▶ Task instructions
For the listing below, show each line that includes the string "shared".

-=-=-

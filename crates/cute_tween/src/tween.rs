//! Leaf tweens: one interpolator wired to one target property
//!
//! Start values are read from the target when the leaf first runs, not when
//! it is built. A leaf placed later in a sequence therefore starts from
//! whatever the earlier steps left behind.

use crate::easing::Easing;
use crate::error::{check_timestep, Result, TweenError};
use crate::interpolator::Interpolator;
use crate::path::{JumpArc, ShakeParams, ShakePath};
use crate::target::{Animatable, Axis, Channel, ScalarChannel, TargetRef};
use glam::Vec3;
use std::ops::Add;

/// How the end value of a leaf is resolved when it starts
#[derive(Clone, Copy, Debug, PartialEq)]
pub enum Endpoint<V> {
    /// Move to this value
    To(V),
    /// Move by this amount from the captured start
    By(V),
}

impl<V: Copy + Add<Output = V>> Endpoint<V> {
    fn resolve(self, start: V) -> V {
        match self {
            Endpoint::To(v) => v,
            Endpoint::By(delta) => start + delta,
        }
    }
}

#[derive(Clone, Debug)]
enum Motion {
    Vector {
        channel: Channel,
        end: Endpoint<Vec3>,
        interp: Interpolator<Vec3>,
    },
    Scalar {
        channel: ScalarChannel,
        end: Endpoint<f32>,
        interp: Interpolator<f32>,
    },
    /// Procedural path around the captured position, driven by 0→1 progress
    Path {
        path: PositionPath,
        origin: Vec3,
        interp: Interpolator<f32>,
    },
}

#[derive(Clone, Debug)]
enum PositionPath {
    Shake(ShakePath),
    Jump(JumpArc),
}

impl PositionPath {
    fn sample(&self, t: f32) -> Vec3 {
        match self {
            PositionPath::Shake(path) => path.sample(t),
            PositionPath::Jump(arc) => arc.sample(t),
        }
    }
}

/// A single property tween on a target
#[derive(Clone)]
pub struct Tween {
    target: TargetRef,
    motion: Motion,
    started: bool,
}

impl std::fmt::Debug for Tween {
    fn fmt(&self, f: &mut std::fmt::Formatter<'_>) -> std::fmt::Result {
        f.debug_struct("Tween")
            .field("motion", &self.motion)
            .field("started", &self.started)
            .finish_non_exhaustive()
    }
}

impl Tween {
    fn vector(target: &TargetRef, channel: Channel, end: Endpoint<Vec3>, duration: f32) -> Self {
        Self {
            target: target.clone(),
            motion: Motion::Vector {
                channel,
                end,
                interp: Interpolator::new(Vec3::ZERO, Vec3::ZERO, duration, Easing::default()),
            },
            started: false,
        }
    }

    fn scalar(
        target: &TargetRef,
        channel: ScalarChannel,
        end: Endpoint<f32>,
        duration: f32,
    ) -> Self {
        Self {
            target: target.clone(),
            motion: Motion::Scalar {
                channel,
                end,
                interp: Interpolator::new(0.0, 0.0, duration, Easing::default()),
            },
            started: false,
        }
    }

    fn path(target: &TargetRef, path: PositionPath, duration: f32) -> Self {
        Self {
            target: target.clone(),
            motion: Motion::Path {
                path,
                origin: Vec3::ZERO,
                interp: Interpolator::new(0.0, 1.0, duration, Easing::default()),
            },
            started: false,
        }
    }

    /// Scale uniformly or per-axis to `to`
    pub fn scale(target: &TargetRef, to: Vec3, duration: f32) -> Self {
        Self::vector(target, Channel::Scale, Endpoint::To(to), duration)
    }

    /// Scale a single axis to `to`
    pub fn scale_axis(target: &TargetRef, axis: Axis, to: f32, duration: f32) -> Self {
        Self::scalar(
            target,
            ScalarChannel::Component(Channel::Scale, axis),
            Endpoint::To(to),
            duration,
        )
    }

    /// Move to an absolute position
    pub fn move_to(target: &TargetRef, to: Vec3, duration: f32) -> Self {
        Self::vector(target, Channel::Position, Endpoint::To(to), duration)
    }

    /// Move a single position axis to `to`
    pub fn move_axis(target: &TargetRef, axis: Axis, to: f32, duration: f32) -> Self {
        Self::scalar(
            target,
            ScalarChannel::Component(Channel::Position, axis),
            Endpoint::To(to),
            duration,
        )
    }

    /// Rotate to absolute Euler angles (degrees)
    pub fn rotate_to(target: &TargetRef, to: Vec3, duration: f32) -> Self {
        Self::vector(target, Channel::Rotation, Endpoint::To(to), duration)
    }

    /// Rotate by Euler angles (degrees) relative to the rotation at start
    pub fn rotate_by(target: &TargetRef, delta: Vec3, duration: f32) -> Self {
        Self::vector(target, Channel::Rotation, Endpoint::By(delta), duration)
    }

    /// Fade opacity to `to`
    ///
    /// Fails with [`TweenError::MissingCapability`] when the target has no
    /// opacity channel.
    pub fn fade(target: &TargetRef, to: f32, duration: f32) -> Result<Self> {
        if !ScalarChannel::Opacity.supported_by(&*target.borrow()) {
            return Err(TweenError::MissingCapability {
                channel: ScalarChannel::Opacity.name(),
            });
        }
        Ok(Self::scalar(target, ScalarChannel::Opacity, Endpoint::To(to), duration))
    }

    /// Shake the position around where it is when the tween starts
    pub fn shake(target: &TargetRef, params: &ShakeParams, duration: f32) -> Self {
        Self::path(
            target,
            PositionPath::Shake(ShakePath::new(params, duration)),
            duration,
        )
    }

    /// Hop `jumps` times with peak `height`, landing back on the start position
    pub fn jump(target: &TargetRef, height: f32, jumps: u32, duration: f32) -> Self {
        Self::path(target, PositionPath::Jump(JumpArc::new(height, jumps)), duration)
    }

    /// Builder: set easing
    pub fn ease(mut self, easing: Easing) -> Self {
        let duration = self.duration();
        match &mut self.motion {
            Motion::Vector { interp, .. } => {
                *interp = Interpolator::new(interp.start(), interp.end(), duration, easing)
            }
            Motion::Scalar { interp, .. } | Motion::Path { interp, .. } => {
                *interp = Interpolator::new(interp.start(), interp.end(), duration, easing)
            }
        }
        self
    }

    pub fn duration(&self) -> f32 {
        match &self.motion {
            Motion::Vector { interp, .. } => interp.duration(),
            Motion::Scalar { interp, .. } | Motion::Path { interp, .. } => interp.duration(),
        }
    }

    pub fn is_started(&self) -> bool {
        self.started
    }

    pub fn is_finished(&self) -> bool {
        self.started
            && match &self.motion {
                Motion::Vector { interp, .. } => interp.is_finished(),
                Motion::Scalar { interp, .. } | Motion::Path { interp, .. } => interp.is_finished(),
            }
    }

    /// Capture start values from the target
    fn begin(&mut self) {
        let target = self.target.borrow();
        match &mut self.motion {
            Motion::Vector { channel, end, interp } => {
                let start = channel.read(&*target);
                interp.set_endpoints(start, end.resolve(start));
            }
            Motion::Scalar { channel, end, interp } => {
                let start = channel.read(&*target);
                interp.set_endpoints(start, end.resolve(start));
            }
            Motion::Path { origin, .. } => {
                *origin = target.position();
            }
        }
        drop(target);
        self.started = true;
    }

    /// Advance by `dt` and write the new value; returns whether the leaf finished
    pub fn advance(&mut self, dt: f32) -> Result<bool> {
        check_timestep(dt)?;
        if !self.started {
            self.begin();
        }

        let mut target = self.target.borrow_mut();
        let target: &mut dyn Animatable = &mut *target;
        let finished = match &mut self.motion {
            Motion::Vector { channel, interp, .. } => {
                let (value, done) = interp.advance(dt)?;
                channel.write(target, value);
                done
            }
            Motion::Scalar { channel, interp, .. } => {
                let (value, done) = interp.advance(dt)?;
                channel.write(target, value);
                done
            }
            Motion::Path { path, origin, interp } => {
                let (t, done) = interp.advance(dt)?;
                target.set_position(*origin + path.sample(t));
                done
            }
        };
        Ok(finished)
    }

    /// Stop the leaf; with `jump_to_end` the property is snapped to its configured end
    pub fn kill(&mut self, jump_to_end: bool) {
        if !jump_to_end {
            return;
        }
        if !self.started {
            self.begin();
        }

        let mut target = self.target.borrow_mut();
        let target: &mut dyn Animatable = &mut *target;
        match &mut self.motion {
            Motion::Vector { channel, interp, .. } => {
                channel.write(target, interp.configured_end());
                interp.finish();
            }
            Motion::Scalar { channel, interp, .. } => {
                channel.write(target, interp.configured_end());
                interp.finish();
            }
            Motion::Path { path, origin, interp } => {
                let end = interp.configured_end();
                target.set_position(*origin + path.sample(end));
                interp.finish();
            }
        }
    }

    /// Rewind to the start of a leg played forwards or, with `reversed`, backwards
    ///
    /// Captured endpoints are kept.
    pub(crate) fn orient(&mut self, reversed: bool) {
        match &mut self.motion {
            Motion::Vector { interp, .. } => orient(interp, reversed),
            Motion::Scalar { interp, .. } | Motion::Path { interp, .. } => orient(interp, reversed),
        }
    }

    /// Start and end value of a vector leaf, once started
    pub fn vector_endpoints(&self) -> Option<(Vec3, Vec3)> {
        match &self.motion {
            Motion::Vector { interp, .. } if self.started => Some((interp.start(), interp.end())),
            _ => None,
        }
    }

    /// Start and end value of a scalar leaf, once started
    pub fn scalar_endpoints(&self) -> Option<(f32, f32)> {
        match &self.motion {
            Motion::Scalar { interp, .. } if self.started => Some((interp.start(), interp.end())),
            _ => None,
        }
    }
}

fn orient<V: crate::interpolator::Lerp>(interp: &mut Interpolator<V>, reversed: bool) {
    if interp.is_reversed() == reversed {
        interp.reset();
    } else {
        interp.reverse();
    }
}

#[cfg(test)]
mod tests {
    use super::*;
    use crate::target::Transform;
    use std::cell::RefCell;
    use std::rc::Rc;

    fn target() -> (Rc<RefCell<Transform>>, TargetRef) {
        let concrete = Transform::new().shared();
        let target: TargetRef = concrete.clone();
        (concrete, target)
    }

    #[test]
    fn test_start_captured_on_first_advance() {
        let (concrete, target) = target();
        let mut tween = Tween::scale(&target, Vec3::splat(2.0), 1.0);

        // Change the property after building but before running
        concrete.borrow_mut().scale = Vec3::splat(0.5);

        tween.advance(0.5).unwrap();
        let (start, end) = tween.vector_endpoints().unwrap();
        assert_eq!(start, Vec3::splat(0.5));
        assert_eq!(end, Vec3::splat(2.0));
        assert!(concrete.borrow().scale.abs_diff_eq(Vec3::splat(1.25), 1e-5));
    }

    #[test]
    fn test_relative_rotation_resolves_from_start() {
        let (concrete, target) = target();
        concrete.borrow_mut().rotation = Vec3::new(0.0, 0.0, 30.0);

        let mut tween = Tween::rotate_by(&target, Vec3::new(0.0, 0.0, 360.0), 1.0);
        assert!(tween.advance(1.0).unwrap());
        assert_eq!(concrete.borrow().rotation, Vec3::new(0.0, 0.0, 390.0));
    }

    #[test]
    fn test_axis_tween_leaves_other_axes() {
        let (concrete, target) = target();
        concrete.borrow_mut().position = Vec3::new(1.0, 2.0, 3.0);

        let mut tween = Tween::move_axis(&target, Axis::Y, 12.0, 1.0);
        tween.advance(1.0).unwrap();
        assert_eq!(concrete.borrow().position, Vec3::new(1.0, 12.0, 3.0));
    }

    #[test]
    fn test_fade_requires_opacity() {
        let with: TargetRef = Transform::new().shared();
        let without: TargetRef = Transform::new().with_opacity(None).shared();

        assert!(Tween::fade(&with, 0.0, 1.0).is_ok());
        assert_eq!(
            Tween::fade(&without, 0.0, 1.0).unwrap_err(),
            TweenError::MissingCapability { channel: "opacity" }
        );
    }

    #[test]
    fn test_negative_dt_does_not_start() {
        let (concrete, target) = target();
        let mut tween = Tween::scale(&target, Vec3::ZERO, 1.0);

        assert!(tween.advance(-1.0).is_err());
        assert!(!tween.is_started());
        assert_eq!(concrete.borrow().scale, Vec3::ONE);
    }

    #[test]
    fn test_kill_jump_to_end_on_unstarted_leaf() {
        let (concrete, target) = target();
        let mut tween = Tween::move_to(&target, Vec3::new(5.0, 0.0, 0.0), 1.0);

        tween.kill(true);
        assert_eq!(concrete.borrow().position, Vec3::new(5.0, 0.0, 0.0));
    }

    #[test]
    fn test_kill_in_place_keeps_value() {
        let (concrete, target) = target();
        let mut tween = Tween::move_to(&target, Vec3::new(10.0, 0.0, 0.0), 1.0);

        tween.advance(0.5).unwrap();
        tween.kill(false);
        assert!((concrete.borrow().position.x - 5.0).abs() < 1e-5);
    }

    #[test]
    fn test_jump_lands_on_start() {
        let (concrete, target) = target();
        concrete.borrow_mut().position = Vec3::new(3.0, 4.0, 0.0);

        let mut tween = Tween::jump(&target, 50.0, 2, 1.0);
        tween.advance(0.25).unwrap();
        assert!((concrete.borrow().position.y - 54.0).abs() < 1e-3);

        tween.advance(0.75).unwrap();
        assert_eq!(concrete.borrow().position, Vec3::new(3.0, 4.0, 0.0));
    }

    #[test]
    fn test_ease_builder_keeps_duration() {
        let (_, target) = target();
        let tween = Tween::scale(&target, Vec3::ONE, 0.3).ease(Easing::EaseOutBack);
        assert_eq!(tween.duration(), 0.3);
    }
}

-=-=-

▶ Your solution
        let concrete = Transform::new().shared();
        let with: TargetRef = Transform::new().shared();
        let without: TargetRef = Transform::new().with_opacity(None).shared();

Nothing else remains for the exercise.